You need to pick the right list for your needs whether you are a researcher, manager or school teacher.


Cognitive Bias Cards For Learning Practitioners

teacher point of view

Cognitive Bias Cards For Learning Practitioners
Cognitive Bias Cards For Learning Practitioners

These cards define common cognitive biases that influence the four goals of learning:

  1. Behavior change
  2. Performance improvement
  3. Learning retention/recall
  4. Critical thinking/problem solving.

These cards seem practical for school teachers.

A similar set of cards exists but is not free, so I can’t really tell you much about these categories.

Mental Notes - Psychology on the Web Card Deck
Mental Notes – Psychology on the Web Card Deck

These non-free cards are sorted into these categories:

  1. Comprehension
  2. Attention
  3. Persuasion
  4. Memory.

A bias can belong to multiple categories. It seems like the best way to go about this as a bias may for example be a memory bias but also an ego bias.


TitleMax cards

household economy point of view

50 Common Cognitive Biases
50 Common Cognitive Biases

Categories:

  1. Memory
  2. Social
  3. Learning
  4. Belief
  5. Money
  6. Politics.

A card can be in all 6 categories at once. This is pretty useful to find the biases that may influence your decisions in a certain area of modern life. Probably the most simple categorization of all as even kids could place biases into these categories.

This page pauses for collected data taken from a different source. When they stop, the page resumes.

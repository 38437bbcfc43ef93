//! Error types for the anofox-outliers library.

use thiserror::Error;

/// Result type alias for outlier detection operations.
pub type Result<T> = std::result::Result<T, OutlierError>;

/// Errors that can occur during outlier detection.
#[derive(Error, Debug, Clone, PartialEq, Eq)]
pub enum OutlierError {
    /// Input sample is empty; mean, standard deviation, and percentiles
    /// are all undefined on an empty sample.
    #[error("empty input data")]
    EmptyData,
}
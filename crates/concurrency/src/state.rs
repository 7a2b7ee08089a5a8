//! Execution-path-scoped mediation registry
//!
//! `MediationState` records which roots have an open mediation on one
//! execution path. It is a plain owned value: whoever owns the execution path
//! (a `Session` in the engine) owns its state, so independent logical
//! transactions never observe or block on each other's entries.
//!
//! State transitions for one root key:
//! - absent → `Open` (`open`)
//! - `Open` → `Open { vetoed }` (`mark_vetoed`)
//! - `Open` → removed, returned `Closed` (`close`)
//!
//! Opening an already-open key is an invariant violation (`AlreadyOpen`).

use concord_core::{ConcordError, ConcordResult, EntityId, EntityRef};
use rustc_hash::FxHashMap;
use std::fmt;
use tracing::error;

/// Key identifying a root within one execution path
#[derive(Debug, Clone, Copy, PartialEq, Eq, Hash)]
pub enum RootKey {
    /// Root with a stable identity
    Persistent(EntityId),
    /// Root without identity; every such mediation gets a fresh key
    Transient(u64),
}

impl fmt::Display for RootKey {
    fn fmt(&self, f: &mut fmt::Formatter<'_>) -> fmt::Result {
        match self {
            RootKey::Persistent(id) => write!(f, "{}", id),
            RootKey::Transient(n) => write!(f, "transient-{}", n),
        }
    }
}

/// One open logical transaction
#[derive(Debug, Clone, PartialEq, Eq)]
pub struct MediationContext {
    key: RootKey,
    root: EntityRef,
    open: bool,
    vetoed: bool,
    owns_transaction: bool,
    depth: usize,
}

impl MediationContext {
    /// Registry key of the root
    pub fn key(&self) -> RootKey {
        self.key
    }

    /// Root entity this context mediates
    pub fn root(&self) -> EntityRef {
        self.root
    }

    /// Whether the context is still registered
    pub fn is_open(&self) -> bool {
        self.open
    }

    /// Whether the wrapped save vetoed
    pub fn is_vetoed(&self) -> bool {
        self.vetoed
    }

    /// Whether this mediation began the collaborator transaction
    pub fn owns_transaction(&self) -> bool {
        self.owns_transaction
    }

    /// Number of contexts that were already open when this one opened
    pub fn depth(&self) -> usize {
        self.depth
    }
}

/// Registry of open mediation contexts for one execution path
#[derive(Debug, Default)]
pub struct MediationState {
    contexts: FxHashMap<RootKey, MediationContext>,
    next_transient: u64,
}

impl MediationState {
    /// Create an empty registry
    pub fn new() -> Self {
        Self::default()
    }

    /// Registry key for a root
    ///
    /// Identity-less roots always receive a fresh transient key, so they never
    /// match an open context.
    pub fn key_for(&mut self, root: &EntityRef) -> RootKey {
        match root.id {
            Some(id) => RootKey::Persistent(id),
            None => {
                self.next_transient += 1;
                RootKey::Transient(self.next_transient)
            }
        }
    }

    /// Whether a mediation for `key` is open on this path
    pub fn is_open(&self, key: &RootKey) -> bool {
        self.contexts.contains_key(key)
    }

    /// Open a context for `key`
    ///
    /// # Errors
    ///
    /// Returns `AlreadyOpen` if `key` is already open. Callers check `is_open`
    /// first; hitting this is a coordinator bug.
    pub fn open(
        &mut self,
        key: RootKey,
        root: EntityRef,
        owns_transaction: bool,
    ) -> ConcordResult<&MediationContext> {
        if self.contexts.contains_key(&key) {
            error!(target: "concord::mediation", root = %key, "Mediation opened twice on one path");
            return Err(ConcordError::AlreadyOpen {
                root: key.to_string(),
            });
        }
        let depth = self.contexts.len();
        let context = self.contexts.entry(key).or_insert(MediationContext {
            key,
            root,
            open: true,
            vetoed: false,
            owns_transaction,
            depth,
        });
        Ok(context)
    }

    /// Record that the wrapped save vetoed
    pub fn mark_vetoed(&mut self, key: &RootKey) {
        if let Some(context) = self.contexts.get_mut(key) {
            context.vetoed = true;
        }
    }

    /// Close and remove the context for `key`, returning it
    pub fn close(&mut self, key: &RootKey) -> Option<MediationContext> {
        self.contexts.remove(key).map(|mut context| {
            context.open = false;
            context
        })
    }

    /// Look up an open context
    pub fn get(&self, key: &RootKey) -> Option<&MediationContext> {
        self.contexts.get(key)
    }

    /// Number of open contexts
    pub fn open_count(&self) -> usize {
        self.contexts.len()
    }

    /// Whether no context is open
    pub fn is_idle(&self) -> bool {
        self.contexts.is_empty()
    }
}
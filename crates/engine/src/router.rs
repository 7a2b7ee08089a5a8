//! Dependent-to-root routing
//!
//! Routing is purely structural: it follows the registered accessor on the
//! in-memory record and never touches the store.

use crate::registry::Registry;
use concord_core::{ConcordError, ConcordResult, EntityRef, Persistence, Record};
use tracing::trace;

/// Maps a saved entity to the root whose mediation it belongs to
#[derive(Debug, Clone, Copy, Default)]
pub struct DependencyRouter {
    strict: bool,
}

impl DependencyRouter {
    /// Create a router; `strict` rejects unregistered types
    pub fn new(strict: bool) -> Self {
        Self { strict }
    }

    /// Whether unregistered types are rejected
    pub fn is_strict(&self) -> bool {
        self.strict
    }

    /// Resolve the root for `record`
    ///
    /// Returns the root and whether `record` is its own root.
    ///
    /// # Errors
    ///
    /// - `UnresolvedRoot` if the record is a dependent whose accessor finds no owner
    /// - `NotRegistered` in strict mode for unregistered types
    pub fn resolve_root<P: Persistence>(
        &self,
        registry: &Registry<P>,
        record: &Record,
    ) -> ConcordResult<(EntityRef, bool)> {
        let entity_type = record.entity_type();
        let Some(descriptor) = registry.descriptor(entity_type) else {
            if self.strict {
                return Err(ConcordError::NotRegistered(entity_type));
            }
            return Ok((record.entity_ref(), true));
        };

        let Some(accessor) = descriptor.root_accessor() else {
            return Ok((record.entity_ref(), true));
        };

        match accessor.resolve(record) {
            Some(root) => {
                trace!(target: "concord::mediation", dependent = %record.entity_ref(), %root, "Routed to root");
                Ok((root, false))
            }
            None => Err(ConcordError::UnresolvedRoot {
                entity_type,
                entity: record.entity_ref().to_string(),
            }),
        }
    }
}
//! Mediation Integration Tests
//!
//! End-to-end behaviour of mediated saves over the farm fixture
//! (a Pen root with Dingo and Biscuit dependents).

#[path = "../common/mod.rs"]
mod common;

mod concurrent_sessions;
mod nesting;
mod registration;
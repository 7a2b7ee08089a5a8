//! Transaction state for the in-memory store
//!
//! A `MemoryTxn` buffers every write until commit and pins the committed
//! version of each record on first read, so all reads within a transaction see
//! one consistent view. Touches remember the lock-counter value that was
//! observed, which commit re-validates (first-committer-wins).

use concord_core::{EntityId, Record};
use rustc_hash::FxHashMap;
use std::collections::BTreeMap;

/// A lock-counter touch awaiting commit-time validation
#[derive(Debug, Clone, PartialEq, Eq)]
pub(crate) struct TouchRecord {
    /// Counter attribute name
    pub lock_attribute: String,
    /// Value of the counter when this transaction first observed it
    pub observed: i64,
}

/// Transaction handle for [`MemoryStore`](crate::MemoryStore)
#[derive(Debug)]
pub struct MemoryTxn {
    txn_id: u64,
    /// Committed state pinned on first read (`None` = did not exist)
    pub(crate) snapshot: FxHashMap<EntityId, Option<Record>>,
    /// Buffered writes, applied in id order on commit
    pub(crate) writes: BTreeMap<EntityId, Record>,
    pub(crate) touched: FxHashMap<EntityId, TouchRecord>,
}

impl MemoryTxn {
    pub(crate) fn new(txn_id: u64) -> Self {
        Self {
            txn_id,
            snapshot: FxHashMap::default(),
            writes: BTreeMap::new(),
            touched: FxHashMap::default(),
        }
    }

    /// Unique transaction id
    pub fn txn_id(&self) -> u64 {
        self.txn_id
    }

    /// Number of buffered writes
    pub fn pending_writes(&self) -> usize {
        self.writes.len()
    }

    /// Number of entities touched for versioning
    pub fn pending_touches(&self) -> usize {
        self.touched.len()
    }

    /// Whether commit would be a no-op
    pub fn is_read_only(&self) -> bool {
        self.writes.is_empty()
    }

    /// The record as this transaction currently sees it, if already known
    pub(crate) fn local_view(&self, id: &EntityId) -> Option<Option<&Record>> {
        if let Some(record) = self.writes.get(id) {
            return Some(Some(record));
        }
        self.snapshot.get(id).map(Option::as_ref)
    }
}
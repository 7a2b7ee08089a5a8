//! Persistence collaborator abstraction
//!
//! The mediation layer never executes writes itself. It consumes this trait to
//! start and finish transactions, read and write records, and request the
//! optimistic-lock touch. Swapping the implementation must not change any
//! mediation semantics.

use crate::error::ConcordResult;
use crate::record::Record;
use crate::types::EntityId;

/// Persistence mechanism consumed by the mediation layer
///
/// Thread safety: one store is shared by all execution paths, so every method
/// must be safe to call concurrently (requires Send + Sync). A `Txn` belongs to
/// exactly one execution path and is never shared.
pub trait Persistence: Send + Sync {
    /// Transaction handle owned by one execution path
    type Txn: Send;

    /// Begin a transactional scope
    fn begin(&self) -> ConcordResult<Self::Txn>;

    /// Commit every buffered write of the transaction atomically
    ///
    /// # Errors
    ///
    /// Returns `StaleVersion` if a touched counter was advanced by another
    /// transaction after this one observed it. Nothing is applied in that case.
    fn commit(&self, txn: Self::Txn) -> ConcordResult<()>;

    /// Discard every buffered write of the transaction
    fn rollback(&self, txn: Self::Txn);

    /// Read a record as this transaction sees it
    ///
    /// The first read of an entity pins the version this transaction observes.
    fn load(&self, txn: &mut Self::Txn, id: &EntityId) -> ConcordResult<Option<Record>>;

    /// Validate and buffer a write
    ///
    /// Returns `Ok(false)` when validation rejects the record (a veto; nothing is
    /// buffered). Assigns an identity to records that do not have one.
    fn save(&self, txn: &mut Self::Txn, record: &mut Record) -> ConcordResult<bool>;

    /// Set the timestamp attribute and increment the lock counter
    ///
    /// The counter is compared against the value this transaction observed.
    /// Returns the new counter value.
    ///
    /// # Errors
    ///
    /// Returns `StaleVersion` if the committed counter differs from the observed
    /// one, and `EntityNotFound` if the entity does not exist.
    fn touch(
        &self,
        txn: &mut Self::Txn,
        id: &EntityId,
        lock_attribute: &str,
        timestamp_attribute: &str,
    ) -> ConcordResult<i64>;
}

A Visual Study Guide to Cognitive Biases

A Visual Study Guide to Cognitive Biases
A Visual Study Guide to Cognitive Biases

PDF file from 2010. They have 4 categories:

  1. Social biases
  2. Memory biases
  3. Decision-making biases
  4. Probability/belief biases.
A Visual Study Guide to Cognitive Biases
A Visual Study Guide to Cognitive Biases

Acaps Biases

humanitarian projects point of view

Common Cognitive Biases In Humanitarian Analysis
Common Cognitive Biases In Humanitarian Analysis

Categories:

  1. Selection Biases
  2. Social Biases
  3. Process Biases.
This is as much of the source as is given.